Enyah kau, wahai diriku.

Malam itu,

Ah selalu malam. Entah mengapa suasana gelap bisa mempengaruhi emosi, yang tadinya biasa saja, bisa meledak dalam hitungan detik. Yang tadinya ingin mengubur saja, bisa justru meneriakkannya dengan sekuat tenaga. 

Angin itu, berdesis di telinga. Alunan melodi lembut dari lagu yang dimainkan tidak berhasil menutup desisannya. Menggelitik manis, katanya. Lagi lagi, satu-satunya teman malam itu. 

Entah dari mana asalnya, tiba-tiba bulir air membasahi pipi indah itu. Padahal, tidak ada hujan malam itu. Haha. klise. Tapi fakta.

Lucu, ya? Dari yang tadinya nggak bisa berhenti ngomong, jadi lebih nyaman bungkam karena kenyataan. Dari yang tadinya gemar mempertanyakan hal kecil hingga besar, penting hingga tidak sama sekali, jadi lebih nyaman mengunci otaknya dari rasa ingin tau. Kenyataan bahwa menelan semua sendiri jauh lebih baik daripada mengeluarkannya. Haha. Lucu, banget!

Rasanya, jadi benci segala hal. Bukan karena mereka salah. Tapi, ya, benci aja gitu. Kaya, kenapa, sih? Ketika raga tengah capek, mengapa tidak semesta berhenti sejenak dan memberi ruang untuk beristirahat? Kenapa, sih? Ketika sudah mati-matian berlari dan berjuang, semesta malah merobek hasil yang telah diupayakan. Seolah sebuah lelucon, hal tak terduga terus terjadi. Ingin sekali ada yang tau. Ingin sekali meneriakkan; HEI AKU DI SINI BUTUH BANTUAN! haha. Tapi mata hanya bisa terpejam, mulut terkatup. Mana bisa begitu. Bukan begitu cara kerjanya. 

Di ruangan itu, hanya ada diri sendiri dan udara malam. Tidak ada apa-apa selain cermin. Menatapnya saja enggan, karena cermin itu pecah acapkali kedua bola mata itu menatapnya tajam. Bahkan tuk memantulkan bayangan diri sendiri saja tidak kuat. Lantas, harus apa lagi?

Apa diri sendiri ada untuk diri sendiri saja tidak cukup?

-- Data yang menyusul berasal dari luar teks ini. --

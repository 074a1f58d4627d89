//! Non-fatal chain integrity verification.
//!
//! [`local_run`](crate::commit::local_run) treats a broken chain as a fatal
//! assertion, which is right for the read path. Diagnostics want the
//! opposite: walk the whole chain and report everything wrong with it.
//! [`ChainVerifier`] produces that report for sync-layer health checks and
//! corruption triage.

use std::collections::HashMap;

use tidepool_dag::ChunkRead;
use tidepool_types::Hash;

use crate::commit::{Commit, CommitPayload, MAX_CHAIN_LEN};
use crate::error::ChainResult;

/// Result of verifying one chain.
#[derive(Clone, Debug, PartialEq, Eq)]
pub struct ChainReport {
    /// The head the walk started from.
    pub head: Hash,
    /// Commits examined, including the terminating snapshot if reached.
    pub commit_count: u64,
    /// Whether the walk reached a snapshot.
    pub terminated: bool,
    /// Everything wrong with the chain.
    pub violations: Vec<ChainViolation>,
}

impl ChainReport {
    /// Returns `true` if no violations were found.
    pub fn is_valid(&self) -> bool {
        self.violations.is_empty()
    }
}

/// A specific integrity violation found while walking.
#[derive(Clone, Debug, PartialEq, Eq)]
pub struct ChainViolation {
    /// The commit (or expected commit) where the violation was detected.
    pub hash: Hash,
    pub kind: ChainViolationKind,
    pub description: String,
}

#[derive(Clone, Copy, Debug, PartialEq, Eq)]
pub enum ChainViolationKind {
    /// A client's mutation id failed to decrease toward the snapshot.
    NonMonotonicMutation,
    /// The chain ran out without reaching a snapshot.
    MissingTerminator,
    /// A basis reference points at nothing.
    DanglingBasis,
    /// A chunk in commit position does not decode as a commit.
    MalformedCommit,
}

/// Chain integrity walker.
pub struct ChainVerifier;

impl ChainVerifier {
    /// Walk the chain from `head`, collecting violations instead of
    /// failing on the first one. Backend I/O errors still propagate.
    pub async fn verify<R: ChunkRead + ?Sized>(read: &R, head: Hash) -> ChainResult<ChainReport> {
        let mut violations = Vec::new();
        let mut last_ids: HashMap<String, u64> = HashMap::new();
        let mut commit_count = 0u64;
        let mut terminated = false;
        let mut cursor = head;

        for _ in 0..MAX_CHAIN_LEN {
            let Some(chunk) = read.get_chunk(&cursor).await? else {
                violations.push(ChainViolation {
                    hash: cursor,
                    kind: ChainViolationKind::DanglingBasis,
                    description: "commit chunk missing from store".into(),
                });
                break;
            };
            let commit = match Commit::decode(&chunk) {
                Ok(commit) => commit,
                Err(e) => {
                    violations.push(ChainViolation {
                        hash: cursor,
                        kind: ChainViolationKind::MalformedCommit,
                        description: e.to_string(),
                    });
                    break;
                }
            };
            commit_count += 1;

            match commit.payload() {
                CommitPayload::Snapshot { .. } => {
                    terminated = true;
                    break;
                }
                CommitPayload::Local {
                    basis_hash,
                    mutation_id,
                    client_id,
                    ..
                } => {
                    if let Some(&prev) = last_ids.get(client_id) {
                        if *mutation_id >= prev {
                            violations.push(ChainViolation {
                                hash: commit.hash(),
                                kind: ChainViolationKind::NonMonotonicMutation,
                                description: format!(
                                    "client {client_id}: id {mutation_id} does not decrease below {prev}"
                                ),
                            });
                        }
                    }
                    last_ids.insert(client_id.clone(), *mutation_id);
                    cursor = *basis_hash;
                }
            }
        }

        if !terminated && violations.is_empty() {
            violations.push(ChainViolation {
                hash: head,
                kind: ChainViolationKind::MissingTerminator,
                description: format!("no snapshot within {MAX_CHAIN_LEN} commits"),
            });
        }

        Ok(ChainReport {
            head,
            commit_count,
            terminated,
            violations,
        })
    }
}

#[cfg(test)]
mod tests {
    use std::collections::BTreeMap;
    use std::sync::Arc;

    use serde_json::json;
    use tidepool_dag::DagStore;
    use tidepool_kv::MemBackend;
    use tidepool_types::FakeChunkHasher;

    use super::*;

    fn store() -> DagStore {
        DagStore::new(
            Arc::new(MemBackend::new()),
            Arc::new(FakeChunkHasher::new()),
        )
    }

    fn snapshot(value_hash: Hash) -> CommitPayload {
        CommitPayload::Snapshot {
            last_mutation_ids: BTreeMap::new(),
            cookie: json!(null),
            value_hash,
        }
    }

    fn local(basis: Hash, client: &str, id: u64, value_hash: Hash) -> CommitPayload {
        CommitPayload::Local {
            basis_hash: basis,
            mutator_name: "setItem".into(),
            mutator_args: json!({}),
            mutation_id: id,
            client_id: client.into(),
            timestamp_ms: 0,
            value_hash,
        }
    }

    async fn put_payload(store: &DagStore, payload: &CommitPayload) -> Hash {
        let chunk = payload.to_chunk(store).unwrap();
        let mut txn = store.write().await.unwrap();
        txn.put_chunk(&chunk).await.unwrap();
        txn.commit().await.unwrap();
        chunk.hash()
    }

    async fn put_value(store: &DagStore) -> Hash {
        let chunk = store.new_chunk(json!({"rows": []}), vec![]).unwrap();
        let mut txn = store.write().await.unwrap();
        txn.put_chunk(&chunk).await.unwrap();
        txn.commit().await.unwrap();
        chunk.hash()
    }

    #[tokio::test]
    async fn valid_chain_passes() {
        let store = store();
        let value = put_value(&store).await;
        let s = put_payload(&store, &snapshot(value)).await;
        let m1 = put_payload(&store, &local(s, "a", 1, value)).await;
        let m2 = put_payload(&store, &local(m1, "a", 2, value)).await;

        let txn = store.read().await.unwrap();
        let report = ChainVerifier::verify(&txn, m2).await.unwrap();
        assert!(report.is_valid());
        assert!(report.terminated);
        assert_eq!(report.commit_count, 3);
    }

    #[tokio::test]
    async fn non_monotonic_id_reported_not_fatal() {
        let store = store();
        let value = put_value(&store).await;
        let s = put_payload(&store, &snapshot(value)).await;
        let older = put_payload(&store, &local(s, "a", 5, value)).await;
        let newer = put_payload(&store, &local(older, "a", 3, value)).await;

        let txn = store.read().await.unwrap();
        let report = ChainVerifier::verify(&txn, newer).await.unwrap();
        assert!(!report.is_valid());
        // The walk continued to the snapshot despite the violation.
        assert!(report.terminated);
        assert!(report
            .violations
            .iter()
            .any(|v| v.kind == ChainViolationKind::NonMonotonicMutation));
    }

    #[tokio::test]
    async fn dangling_basis_reported() {
        let store = store();
        let value = put_value(&store).await;
        let ghost = Hash::from_raw([0xcc; 32]);
        let head = put_payload(&store, &local(ghost, "a", 1, value)).await;

        let txn = store.read().await.unwrap();
        let report = ChainVerifier::verify(&txn, head).await.unwrap();
        assert!(!report.terminated);
        assert_eq!(report.violations.len(), 1);
        assert_eq!(report.violations[0].kind, ChainViolationKind::DanglingBasis);
        assert_eq!(report.violations[0].hash, ghost);
    }

    #[tokio::test]
    async fn malformed_commit_reported() {
        let store = store();
        let junk = store.new_chunk(json!({"not": "a commit"}), vec![]).unwrap();
        let mut txn = store.write().await.unwrap();
        txn.put_chunk(&junk).await.unwrap();
        txn.commit().await.unwrap();

        let txn = store.read().await.unwrap();
        let report = ChainVerifier::verify(&txn, junk.hash()).await.unwrap();
        assert!(!report.is_valid());
        assert_eq!(
            report.violations[0].kind,
            ChainViolationKind::MalformedCommit
        );
    }

    #[tokio::test]
    async fn snapshot_head_is_a_valid_chain() {
        let store = store();
        let value = put_value(&store).await;
        let s = put_payload(&store, &snapshot(value)).await;

        let txn = store.read().await.unwrap();
        let report = ChainVerifier::verify(&txn, s).await.unwrap();
        assert!(report.is_valid());
        assert_eq!(report.commit_count, 1);
    }
}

Terkadang, rasanya menutup mulut saja tidak cukup. Rupanya, menelan pecahan kaca sendiri masih kurang. Telinga terus menangkap desas desus raga sekitar. Keluhan pun keresahan silih berganti, tanpa ada yang menyadari, apa yang terucap itu bagai pisau bagi raga lain. Tidak peduli sehancur apa dunia orang lain, ketika ia masih bisa menyantap makanannya dengan senyuman, itu cukup baginya. Tanpa ia sadar, tindakannya merobek bumi perlahan. Setelahnya? Penyesalan datang di akhir, ketika yang mati tetap mati, yang hidup harus lanjutkan hidupnya.

Haha, ingin rasanya langsung mengenyahkan diri sendiri. Ketika mengenyah raga lain rupanya masih kurang. Tapi, siapa lagi sih yang bisa bertahan sejauh ini selain diri sendiri? Ketika hanya angin malam yang bersedia menemani, pada raga ini, bertahan diri sendiri. 

Mau tidak mau, bertahan. Terkadang, setiap manusia perlu untuk sedikit egois untuk menyelamatkan diri sendiri. Tanpa campur tangan yang kotor, tentunya. Haha, klise, lama-lama bosan dibuatnya.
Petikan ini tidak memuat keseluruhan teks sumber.